* Material to process:

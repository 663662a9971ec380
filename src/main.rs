//! Command-line driver: argument handling, file reading, stage sequencing
//! and invoking the external assembler and linker on the generated text.

use std::env;
use std::fs;
use std::path::PathBuf;
use std::process::{self, Command};

use fnc::lexer::Lexer;
use fnc::lower::{Lowerer, UnsupportedExprPolicy};
use fnc::parser::Parser;
use fnc::{codegen, CompileError};

#[derive(Debug, Clone, Copy, PartialEq, Eq)]
enum PrintMode {
  Ast,
  Ir,
  All,
}

struct Config {
  input: PathBuf,
  output: Option<PathBuf>,
  print_mode: PrintMode,
  emit: bool,
  strict: bool,
}

fn print_help(exit_code: i32, program_name: &str) -> ! {
  println!("{program_name} FILE");
  println!("  --help       # Print this help");
  println!("  --print=all  # Print the ast and ir to stdout");
  println!("  --print=ast  # Print the ast to stdout");
  println!("  --print=ir   # Print the ir to stdout");
  println!("  --no-emit    # Do not emit any assembly or executables");
  println!("  --strict     # Treat unsupported constructs as hard errors");
  println!("  -o FILE      # Specify the output file for the executable");
  process::exit(exit_code);
}

impl Config {
  fn build(program_name: &str, args: impl Iterator<Item = String>) -> Self {
    let mut input = None;
    let mut output = None;
    let mut print_mode = PrintMode::All;
    let mut emit = true;
    let mut strict = false;

    let mut args = args;
    while let Some(arg) = args.next() {
      match arg.as_str() {
        "--help" => print_help(0, program_name),
        "--print=ast" => print_mode = PrintMode::Ast,
        "--print=ir" => print_mode = PrintMode::Ir,
        "--print=all" => print_mode = PrintMode::All,
        "--no-emit" => emit = false,
        "--strict" => strict = true,
        "-o" => match args.next() {
          Some(file) => output = Some(PathBuf::from(file)),
          None => {
            println!("expected file, got no more arguments");
            print_help(1, program_name);
          }
        },
        other if other.starts_with('-') => {
          println!("unknown option \"{other}\"");
          print_help(1, program_name);
        }
        other => {
          if input.is_some() {
            println!("unknown argument \"{other}\"");
            print_help(1, program_name);
          }
          input = Some(PathBuf::from(other));
        }
      }
    }

    let Some(input) = input else {
      println!("no input file specified");
      print_help(1, program_name);
    };
    if emit && output.is_none() {
      println!("no output file specified");
      print_help(1, program_name);
    }

    Self {
      input,
      output,
      print_mode,
      emit,
      strict,
    }
  }
}

/// Run an external program, reporting its captured output on failure.
fn launch_program(program: &str, args: &[&str]) -> bool {
  match Command::new(program).args(args).output() {
    Ok(out) if out.status.success() => true,
    Ok(out) => {
      eprintln!(
        "failed to run {program}\n{}\n{}",
        String::from_utf8_lossy(&out.stdout),
        String::from_utf8_lossy(&out.stderr)
      );
      false
    }
    Err(err) => {
      eprintln!("failed to run {program}: {err}");
      false
    }
  }
}

fn main() {
  env_logger::init();

  let mut args = env::args();
  let program_name = args.next().unwrap_or_else(|| "fnc".to_string());
  let config = Config::build(&program_name, args);

  let input_path = config.input.display().to_string();
  let source = fs::read(&config.input).unwrap_or_else(|err| {
    let err = CompileError::ReadInput {
      path: input_path.clone(),
      source: err,
    };
    eprintln!("{err}");
    process::exit(1);
  });

  let lexer = Lexer::new(&source, &input_path);
  let mut parser = Parser::new(lexer);
  let program = parser.parse_program();

  if config.print_mode != PrintMode::Ir {
    println!("{program}");
  }

  let errors = parser.errors() + parser.lexer().errors();
  if errors > 0 || program.main_function.is_none() {
    eprintln!("aborting after {errors} parse error(s)");
    process::exit(1);
  }

  let policy = if config.strict {
    UnsupportedExprPolicy::Strict
  } else {
    UnsupportedExprPolicy::Placeholder
  };
  let ir = Lowerer::with_policy(policy)
    .emit_program(&program)
    .unwrap_or_else(|err| {
      eprintln!("{err}");
      process::exit(1);
    });

  if config.print_mode != PrintMode::Ast {
    print!("{ir}");
  }

  if config.emit {
    // Checked during argument parsing when emitting is enabled.
    let Some(output) = config.output.as_ref() else {
      eprintln!("no output file specified");
      process::exit(1);
    };

    let fasm_file = config.input.with_extension("fasm");
    let object_file = config.input.with_extension("o");

    codegen::x86_64_linux_emit_code(&ir, &fasm_file);

    let fasm_path = fasm_file.display().to_string();
    let object_path = object_file.display().to_string();
    let output_path = output.display().to_string();

    if launch_program("fasm", &[&fasm_path, &object_path]) {
      launch_program("gcc", &[&object_path, "-o", &output_path]);
    }

    let _ = fs::remove_file(&fasm_file);
    let _ = fs::remove_file(&object_file);
  }
}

* Task details: Retype each entry exactly, missing none.

* Response area:
repository 663662a9971ec380
filename src/main.rs
//! Command-line driver: argument handling, file reading, stage sequencing
//! and invoking the external assembler and linker on the generated text.

use std::env;
use std::fs;
use std::path::PathBuf;
use std::process::{self, Command};

use fnc::lexer::Lexer;
use fnc::lower::{Lowerer, UnsupportedExprPolicy};
use fnc::parser::Parser;
use fnc::{codegen, CompileError};

#[derive(Debug, Clone, Copy, PartialEq, Eq)]
enum PrintMode {
  Ast,
  Ir,
  All,
}

struct Config {
  input: PathBuf,
  output: Option<PathBuf>,
  print_mode: PrintMode,
  emit: bool,
  strict: bool,
}

fn print_help(exit_code: i32, program_name: &str) -> ! {
  println!("{program_name} FILE");
  println!("  --help       # Print this help");
  println!("  --print=all  # Print the ast and ir to stdout");
  println!("  --print=ast  # Print the ast to stdout");
  println!("  --print=ir   # Print the ir to stdout");
  println!("  --no-emit    # Do not emit any assembly or executables");
  println!("  --strict     # Treat unsupported constructs as hard errors");
  println!("  -o FILE      # Specify the output file for the executable");
  process::exit(exit_code);
}

impl Config {
  fn build(program_name: &str, args: impl Iterator<Item = String>) -> Self {
    let mut input = None;
    let mut output = None;
    let mut print_mode = PrintMode::All;
    let mut emit = true;
    let mut strict = false;

    let mut args = args;
    while let Some(arg) = args.next() {
      match arg.as_str() {
        "--help" => print_help(0, program_name),
        "--print=ast" => print_mode = PrintMode::Ast,
        "--print=ir" => print_mode = PrintMode::Ir,
        "--print=all" => print_mode = PrintMode::All,
        "--no-emit" => emit = false,
        "--strict" => strict = true,
        "-o" => match args.next() {
          Some(file) => output = Some(PathBuf::from(file)),
          None => {
            println!("expected file, got no more arguments");
            print_help(1, program_name);
          }
        },
        other if other.starts_with('-') => {
          println!("unknown option \"{other}\"");
          print_help(1, program_name);
        }
        other => {
          if input.is_some() {
            println!("unknown argument \"{other}\"");
            print_help(1, program_name);
          }
          input = Some(PathBuf::from(other));
        }
      }
    }

    let Some(input) = input else {
      println!("no input file specified");
      print_help(1, program_name);
    };
    if emit && output.is_none() {
      println!("no output file specified");
      print_help(1, program_name);
    }

    Self {
      input,
      output,
      print_mode,
      emit,
      strict,
    }
  }
}

/// Run an external program, reporting its captured output on failure.
fn launch_program(program: &str, args: &[&str]) -> bool {
  match Command::new(program).args(args).output() {
    Ok(out) if out.status.success() => true,
    Ok(out) => {
      eprintln!(
        "failed to run {program}\n{}\n{}",
        String::from_utf8_lossy(&out.stdout),
        String::from_utf8_lossy(&out.stderr)
      );
      false
    }
    Err(err) => {
      eprintln!("failed to run {program}: {err}");
      false
    }
  }
}

fn main() {
  env_logger::init();

  let mut args = env::args();
  let program_name = args.next().unwrap_or_else(|| "fnc".to_string());
  let config = Config::build(&program_name, args);

  let input_path = config.input.display().to_string();
  let source = fs::read(&config.input).unwrap_or_else(|err| {
    let err = CompileError::ReadInput {
      path: input_path.clone(),
      source: err,
    };
    eprintln!("{err}");
    process::exit(1);
  });

  let lexer = Lexer::new(&source, &input_path);
  let mut parser = Parser::new(lexer);
  let program = parser.parse_program();

  if config.print_mode != PrintMode::Ir {
    println!("{program}");
  }

  let errors = parser.errors() + parser.lexer().errors();
  if errors > 0 || program.main_function.is_none() {
    eprintln!("aborting after {errors} parse error(s)");
    process::exit(1);
  }

  let policy = if config.strict {
    UnsupportedExprPolicy::Strict
  } else {
    UnsupportedExprPolicy::Placeholder
  };
  let ir = Lowerer::with_policy(policy)
    .emit_program(&program)
    .unwrap_or_else(|err| {
      eprintln!("{err}");
      process::exit(1);
    });

  if config.print_mode != PrintMode::Ast {
    print!("{ir}");
  }

  if config.emit {
    // Checked during argument parsing when emitting is enabled.
    let Some(output) = config.output.as_ref() else {
      eprintln!("no output file specified");
      process::exit(1);
    };

    let fasm_file = config.input.with_extension("fasm");
    let object_file = config.input.with_extension("o");

    codegen::x86_64_linux_emit_code(&ir, &fasm_file);

    let fasm_path = fasm_file.display().to_string();
    let object_path = object_file.display().to_string();
    let output_path = output.display().to_string();

    if launch_program("fasm", &[&fasm_path, &object_path]) {
      launch_program("gcc", &[&object_path, "-o", &output_path]);
    }

    let _ = fs::remove_file(&fasm_file);
    let _ = fs::remove_file(&object_file);
  }
}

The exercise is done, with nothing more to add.